Prompt: What is needed is an exact copy of all the data.
(Beginning of Records shown)
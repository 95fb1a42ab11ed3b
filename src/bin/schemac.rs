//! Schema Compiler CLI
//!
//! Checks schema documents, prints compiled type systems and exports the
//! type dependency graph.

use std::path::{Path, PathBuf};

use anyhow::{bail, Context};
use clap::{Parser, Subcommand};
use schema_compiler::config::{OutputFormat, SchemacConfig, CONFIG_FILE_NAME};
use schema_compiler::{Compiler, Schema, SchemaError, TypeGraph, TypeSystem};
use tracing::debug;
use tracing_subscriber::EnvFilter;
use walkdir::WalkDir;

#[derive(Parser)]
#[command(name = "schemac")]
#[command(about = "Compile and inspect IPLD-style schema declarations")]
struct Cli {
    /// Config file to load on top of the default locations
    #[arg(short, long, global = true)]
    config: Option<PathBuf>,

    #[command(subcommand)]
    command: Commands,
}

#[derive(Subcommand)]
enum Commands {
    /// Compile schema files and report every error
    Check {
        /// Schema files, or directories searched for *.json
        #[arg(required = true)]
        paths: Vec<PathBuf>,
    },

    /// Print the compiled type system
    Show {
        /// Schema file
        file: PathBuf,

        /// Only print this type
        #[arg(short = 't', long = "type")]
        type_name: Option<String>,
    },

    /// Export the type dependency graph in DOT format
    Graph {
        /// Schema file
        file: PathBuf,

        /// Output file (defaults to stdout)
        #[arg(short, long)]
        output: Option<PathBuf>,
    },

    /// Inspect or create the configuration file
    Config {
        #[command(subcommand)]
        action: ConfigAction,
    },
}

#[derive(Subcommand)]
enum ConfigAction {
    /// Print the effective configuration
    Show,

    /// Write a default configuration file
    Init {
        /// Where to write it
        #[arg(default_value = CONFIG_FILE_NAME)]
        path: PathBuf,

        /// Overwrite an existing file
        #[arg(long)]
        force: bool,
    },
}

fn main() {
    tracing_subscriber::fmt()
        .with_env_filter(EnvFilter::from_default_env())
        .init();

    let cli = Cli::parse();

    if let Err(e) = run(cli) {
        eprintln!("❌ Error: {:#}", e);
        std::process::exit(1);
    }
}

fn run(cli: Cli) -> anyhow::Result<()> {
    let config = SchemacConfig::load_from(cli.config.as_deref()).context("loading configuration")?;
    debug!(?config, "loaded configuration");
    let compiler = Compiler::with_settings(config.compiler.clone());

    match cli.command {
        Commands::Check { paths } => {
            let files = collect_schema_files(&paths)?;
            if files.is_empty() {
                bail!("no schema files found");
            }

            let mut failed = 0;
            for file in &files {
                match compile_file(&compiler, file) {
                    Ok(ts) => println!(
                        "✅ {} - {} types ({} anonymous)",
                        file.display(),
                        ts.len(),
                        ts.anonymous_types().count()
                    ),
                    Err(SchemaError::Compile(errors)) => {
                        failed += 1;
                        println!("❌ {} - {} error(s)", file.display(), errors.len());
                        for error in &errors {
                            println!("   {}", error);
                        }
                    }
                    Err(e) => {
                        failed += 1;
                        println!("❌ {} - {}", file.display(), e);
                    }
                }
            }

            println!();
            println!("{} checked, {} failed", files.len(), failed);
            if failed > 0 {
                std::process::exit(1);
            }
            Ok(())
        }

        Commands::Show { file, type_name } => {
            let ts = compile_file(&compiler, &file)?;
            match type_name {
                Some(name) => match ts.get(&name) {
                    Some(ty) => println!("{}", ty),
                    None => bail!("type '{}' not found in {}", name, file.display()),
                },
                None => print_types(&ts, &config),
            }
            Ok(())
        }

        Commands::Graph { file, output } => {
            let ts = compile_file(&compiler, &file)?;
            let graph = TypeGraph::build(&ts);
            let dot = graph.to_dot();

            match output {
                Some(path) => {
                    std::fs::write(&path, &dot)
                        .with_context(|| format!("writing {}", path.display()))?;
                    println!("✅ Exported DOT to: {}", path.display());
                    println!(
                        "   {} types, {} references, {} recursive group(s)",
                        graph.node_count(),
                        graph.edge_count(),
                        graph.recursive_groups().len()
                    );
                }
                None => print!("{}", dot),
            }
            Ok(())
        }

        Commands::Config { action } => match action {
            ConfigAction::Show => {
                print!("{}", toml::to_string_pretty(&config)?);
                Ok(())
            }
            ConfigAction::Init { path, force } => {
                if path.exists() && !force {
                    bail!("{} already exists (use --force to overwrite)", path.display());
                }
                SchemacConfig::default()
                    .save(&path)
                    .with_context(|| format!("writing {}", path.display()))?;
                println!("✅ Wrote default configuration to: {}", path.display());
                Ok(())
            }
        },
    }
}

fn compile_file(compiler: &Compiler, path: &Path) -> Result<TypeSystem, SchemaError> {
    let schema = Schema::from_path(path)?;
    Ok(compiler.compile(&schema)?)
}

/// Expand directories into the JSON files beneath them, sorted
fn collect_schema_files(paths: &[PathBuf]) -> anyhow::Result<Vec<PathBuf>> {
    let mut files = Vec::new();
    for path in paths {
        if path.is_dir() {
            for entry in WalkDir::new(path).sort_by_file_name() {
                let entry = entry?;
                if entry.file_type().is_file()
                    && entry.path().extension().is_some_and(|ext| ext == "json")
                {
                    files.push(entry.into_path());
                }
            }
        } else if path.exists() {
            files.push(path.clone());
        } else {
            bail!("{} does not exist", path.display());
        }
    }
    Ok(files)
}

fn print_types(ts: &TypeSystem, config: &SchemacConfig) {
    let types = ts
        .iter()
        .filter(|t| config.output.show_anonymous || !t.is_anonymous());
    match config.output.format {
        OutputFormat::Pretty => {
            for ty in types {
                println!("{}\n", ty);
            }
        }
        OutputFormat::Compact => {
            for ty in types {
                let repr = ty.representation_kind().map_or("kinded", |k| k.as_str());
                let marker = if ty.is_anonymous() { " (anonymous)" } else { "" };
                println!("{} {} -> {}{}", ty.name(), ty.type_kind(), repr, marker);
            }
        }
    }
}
(End of Records shown)
Answer section:
repository 95fb1a42ab11ed3b
filename src/bin/schemac.rs
//! Schema Compiler CLI
//!
//! Checks schema documents, prints compiled type systems and exports the
//! type dependency graph.

use std::path::{Path, PathBuf};

use anyhow::{bail, Context};
use clap::{Parser, Subcommand};
use schema_compiler::config::{OutputFormat, SchemacConfig, CONFIG_FILE_NAME};
use schema_compiler::{Compiler, Schema, SchemaError, TypeGraph, TypeSystem};
use tracing::debug;
use tracing_subscriber::EnvFilter;
use walkdir::WalkDir;

#[derive(Parser)]
#[command(name = "schemac")]
#[command(about = "Compile and inspect IPLD-style schema declarations")]
struct Cli {
    /// Config file to load on top of the default locations
    #[arg(short, long, global = true)]
    config: Option<PathBuf>,

    #[command(subcommand)]
    command: Commands,
}

#[derive(Subcommand)]
enum Commands {
    /// Compile schema files and report every error
    Check {
        /// Schema files, or directories searched for *.json
        #[arg(required = true)]
        paths: Vec<PathBuf>,
    },

    /// Print the compiled type system
    Show {
        /// Schema file
        file: PathBuf,

        /// Only print this type
        #[arg(short = 't', long = "type")]
        type_name: Option<String>,
    },

    /// Export the type dependency graph in DOT format
    Graph {
        /// Schema file
        file: PathBuf,

        /// Output file (defaults to stdout)
        #[arg(short, long)]
        output: Option<PathBuf>,
    },

    /// Inspect or create the configuration file
    Config {
        #[command(subcommand)]
        action: ConfigAction,
    },
}

#[derive(Subcommand)]
enum ConfigAction {
    /// Print the effective configuration
    Show,

    /// Write a default configuration file
    Init {
        /// Where to write it
        #[arg(default_value = CONFIG_FILE_NAME)]
        path: PathBuf,

        /// Overwrite an existing file
        #[arg(long)]
        force: bool,
    },
}

fn main() {
    tracing_subscriber::fmt()
        .with_env_filter(EnvFilter::from_default_env())
        .init();

    let cli = Cli::parse();

    if let Err(e) = run(cli) {
        eprintln!("❌ Error: {:#}", e);
        std::process::exit(1);
    }
}

fn run(cli: Cli) -> anyhow::Result<()> {
    let config = SchemacConfig::load_from(cli.config.as_deref()).context("loading configuration")?;
    debug!(?config, "loaded configuration");
    let compiler = Compiler::with_settings(config.compiler.clone());

    match cli.command {
        Commands::Check { paths } => {
            let files = collect_schema_files(&paths)?;
            if files.is_empty() {
                bail!("no schema files found");
            }

            let mut failed = 0;
            for file in &files {
                match compile_file(&compiler, file) {
                    Ok(ts) => println!(
                        "✅ {} - {} types ({} anonymous)",
                        file.display(),
                        ts.len(),
                        ts.anonymous_types().count()
                    ),
                    Err(SchemaError::Compile(errors)) => {
                        failed += 1;
                        println!("❌ {} - {} error(s)", file.display(), errors.len());
                        for error in &errors {
                            println!("   {}", error);
                        }
                    }
                    Err(e) => {
                        failed += 1;
                        println!("❌ {} - {}", file.display(), e);
                    }
                }
            }

            println!();
            println!("{} checked, {} failed", files.len(), failed);
            if failed > 0 {
                std::process::exit(1);
            }
            Ok(())
        }

        Commands::Show { file, type_name } => {
            let ts = compile_file(&compiler, &file)?;
            match type_name {
                Some(name) => match ts.get(&name) {
                    Some(ty) => println!("{}", ty),
                    None => bail!("type '{}' not found in {}", name, file.display()),
                },
                None => print_types(&ts, &config),
            }
            Ok(())
        }

        Commands::Graph { file, output } => {
            let ts = compile_file(&compiler, &file)?;
            let graph = TypeGraph::build(&ts);
            let dot = graph.to_dot();

            match output {
                Some(path) => {
                    std::fs::write(&path, &dot)
                        .with_context(|| format!("writing {}", path.display()))?;
                    println!("✅ Exported DOT to: {}", path.display());
                    println!(
                        "   {} types, {} references, {} recursive group(s)",
                        graph.node_count(),
                        graph.edge_count(),
                        graph.recursive_groups().len()
                    );
                }
                None => print!("{}", dot),
            }
            Ok(())
        }

        Commands::Config { action } => match action {
            ConfigAction::Show => {
                print!("{}", toml::to_string_pretty(&config)?);
                Ok(())
            }
            ConfigAction::Init { path, force } => {
                if path.exists() && !force {
                    bail!("{} already exists (use --force to overwrite)", path.display());
                }
                SchemacConfig::default()
                    .save(&path)
                    .with_context(|| format!("writing {}", path.display()))?;
                println!("✅ Wrote default configuration to: {}", path.display());
                Ok(())
            }
        },
    }
}

fn compile_file(compiler: &Compiler, path: &Path) -> Result<TypeSystem, SchemaError> {
    let schema = Schema::from_path(path)?;
    Ok(compiler.compile(&schema)?)
}

/// Expand directories into the JSON files beneath them, sorted
fn collect_schema_files(paths: &[PathBuf]) -> anyhow::Result<Vec<PathBuf>> {
    let mut files = Vec::new();
    for path in paths {
        if path.is_dir() {
            for entry in WalkDir::new(path).sort_by_file_name() {
                let entry = entry?;
                if entry.file_type().is_file()
                    && entry.path().extension().is_some_and(|ext| ext == "json")
                {
                    files.push(entry.into_path());
                }
            }
        } else if path.exists() {
            files.push(path.clone());
        } else {
            bail!("{} does not exist", path.display());
        }
    }
    Ok(files)
}

fn print_types(ts: &TypeSystem, config: &SchemacConfig) {
    let types = ts
        .iter()
        .filter(|t| config.output.show_anonymous || !t.is_anonymous());
    match config.output.format {
        OutputFormat::Pretty => {
            for ty in types {
                println!("{}\n", ty);
            }
        }
        OutputFormat::Compact => {
            for ty in types {
                let repr = ty.representation_kind().map_or("kinded", |k| k.as_str());
                let marker = if ty.is_anonymous() { " (anonymous)" } else { "" };
                println!("{} {} -> {}{}", ty.name(), ty.type_kind(), repr, marker);
            }
        }
    }
}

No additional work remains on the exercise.